In view of the significance of N-glycan biosynthesis in influencing N-glycosylation, our investigation aimed to determine whether MIIP (a specific protein) played a role in this process. To explore this, we conducted RNA sequencing (RNA-seq) analysis on HCT116-MIIP+/− cells in comparison with WT cells. The gene set enrichment analysis revealed no significant difference in N-glycan biosynthesis-related genes between MIIP+/− and WT cells (Additional file 1: Fig. S4a). The N-oligosaccharyl-transferase (OST) complex plays a pivotal role in the proper folding of nascent polypeptide chains within the endoplasmic reticulum (ER). Within this complex, STT3A and STT3B serve as two distinct catalytic subunits responsible for transferring high-mannose oligosaccharides from lipid-linked oligosaccharide donors to asparagine residues within the NXS/T consensus motif of nascent polypeptide chains [37, 38]. In light of this, we conducted RNA-seq and RT-qPCR analyses to assess the potential impact of MIIP overexpression or knockdown on the expression of STT3A and STT3B in both human and mouse colorectal cancer (CRC) cell lines. However, our findings from these analyses demonstrated no significant effects of MIIP on the expression of STT3A and STT3B (Additional file 1: Fig. S4b–e). As a result, we concluded that MIIP does not appear to be involved in N-glycan synthesis and does not alter the expression of glycosyltransferases.

Consequently, we postulated that MIIP could potentially regulate N-glycosylation by influencing the interaction between STT3A or STT3B and AZGP1. To explore this hypothesis, we conducted Co-IP assays in HCT116 and HepG2 cells overexpressing AZGP1. Remarkably, the ectopic expression of MIIP led to a significant reduction in the binding of STT3A to AZGP1 (Fig. 3m and Additional file 1: Fig. S4f). This observation indicated that MIIP might competitively bind to the AZPG1-STT3A complex, thus inhibiting STT3A-mediated glycosylation of AZGP1. However, no detectable interaction was observed between AZGP1, STT3B, and MIIP (Fig. 3m and Additional file 1: Fig. S4f).
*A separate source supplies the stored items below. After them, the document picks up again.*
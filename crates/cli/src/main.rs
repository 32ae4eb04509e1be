use clap::{Parser, Subcommand};
use dashboard_core::constants::{API_BASE_URL_ENV, API_KEY_ENV, MODEL_ENV};
use dashboard_core::prompt::build_prompt;
use dashboard_core::{DashboardConfig, DashboardService, RenderOutcome};
use tracing_subscriber::{layer::SubscriberExt, util::SubscriberInitExt};

mod terminal;

#[derive(Parser)]
#[command(name = "disease-dashboard")]
#[command(about = "Disease information dashboard CLI")]
struct Cli {
    #[command(subcommand)]
    command: Option<Commands>,
}

#[derive(Subcommand)]
enum Commands {
    /// Look up a disease and print its dashboard
    Report {
        /// Disease name (multiple words are joined with spaces)
        #[arg(required = true)]
        disease: Vec<String>,
        /// Show medication panels collapsed, titles only
        #[arg(long)]
        collapsed: bool,
    },
    /// Print the prompt that would be sent for a disease
    Prompt {
        /// Disease name (multiple words are joined with spaces)
        #[arg(required = true)]
        disease: Vec<String>,
    },
}

#[tokio::main]
async fn main() -> anyhow::Result<()> {
    dotenvy::dotenv().ok();

    tracing_subscriber::registry()
        .with(
            tracing_subscriber::EnvFilter::from_default_env()
                .add_directive("dashboard_core=warn".parse()?),
        )
        .with(tracing_subscriber::fmt::layer().with_writer(std::io::stderr))
        .init();

    let cli = Cli::parse();

    match cli.command {
        Some(Commands::Report { disease, collapsed }) => {
            let disease = disease.join(" ");
            let config = DashboardConfig::from_env_values(
                std::env::var(API_KEY_ENV).ok(),
                std::env::var(MODEL_ENV).ok(),
                std::env::var(API_BASE_URL_ENV).ok(),
            )?;
            let service = DashboardService::from_config(config)?;

            eprintln!("{}", dashboard_core::constants::SPINNER_TEXT);
            match service.lookup(&disease).await? {
                None => println!("No disease name given."),
                Some(RenderOutcome::Rendered(dashboard)) => {
                    print!("{}", terminal::render_text(&dashboard, !collapsed));
                }
                Some(RenderOutcome::ParseFailed(failure)) => {
                    eprintln!("{}", failure.message);
                    std::process::exit(2);
                }
            }
        }
        Some(Commands::Prompt { disease }) => {
            println!("{}", build_prompt(&disease.join(" ")));
        }
        None => {
            println!("Use 'disease-dashboard --help' for commands");
        }
    }

    Ok(())
}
AZGP1 is recognized for its ability to activate the cAMP-PKA signaling pathway by binding to a β3-adrenergic receptor, resulting in lipolysis and browning [34]. To investigate further, we treated mature adipocytes with a specific inhibitor of β-adrenergic receptors, SR59230A, in the presence of CM from MIIP+/− or WT cancer cells. Notably, the decreased numbers and volume of lipid droplets caused by MIIP+/− CM were significantly restored (Additional file 1: Fig. S5a). Moreover, we conducted experiments where adipocytes were incubated with CM from MIIP+/− or WT cancer cells, and β-adrenergic receptor blockade was achieved using either SR59230A or H89-2HCl. The results demonstrated a substantial reduction in the phosphorylation of PKA substrate proteins and a downregulation of UCP1 and PGC-1α levels (Additional file 1: Fig. S5b). However, it is important to note that the inflammatory pathways (JAK-STAT and NF-κB), proliferation (ERK1/2), and apoptosis (PARP and caspase-3) were not significantly affected by the incubation of MIIP+/− CM and the blockade of β-adrenergic receptors (Additional file 1: Fig. S5c).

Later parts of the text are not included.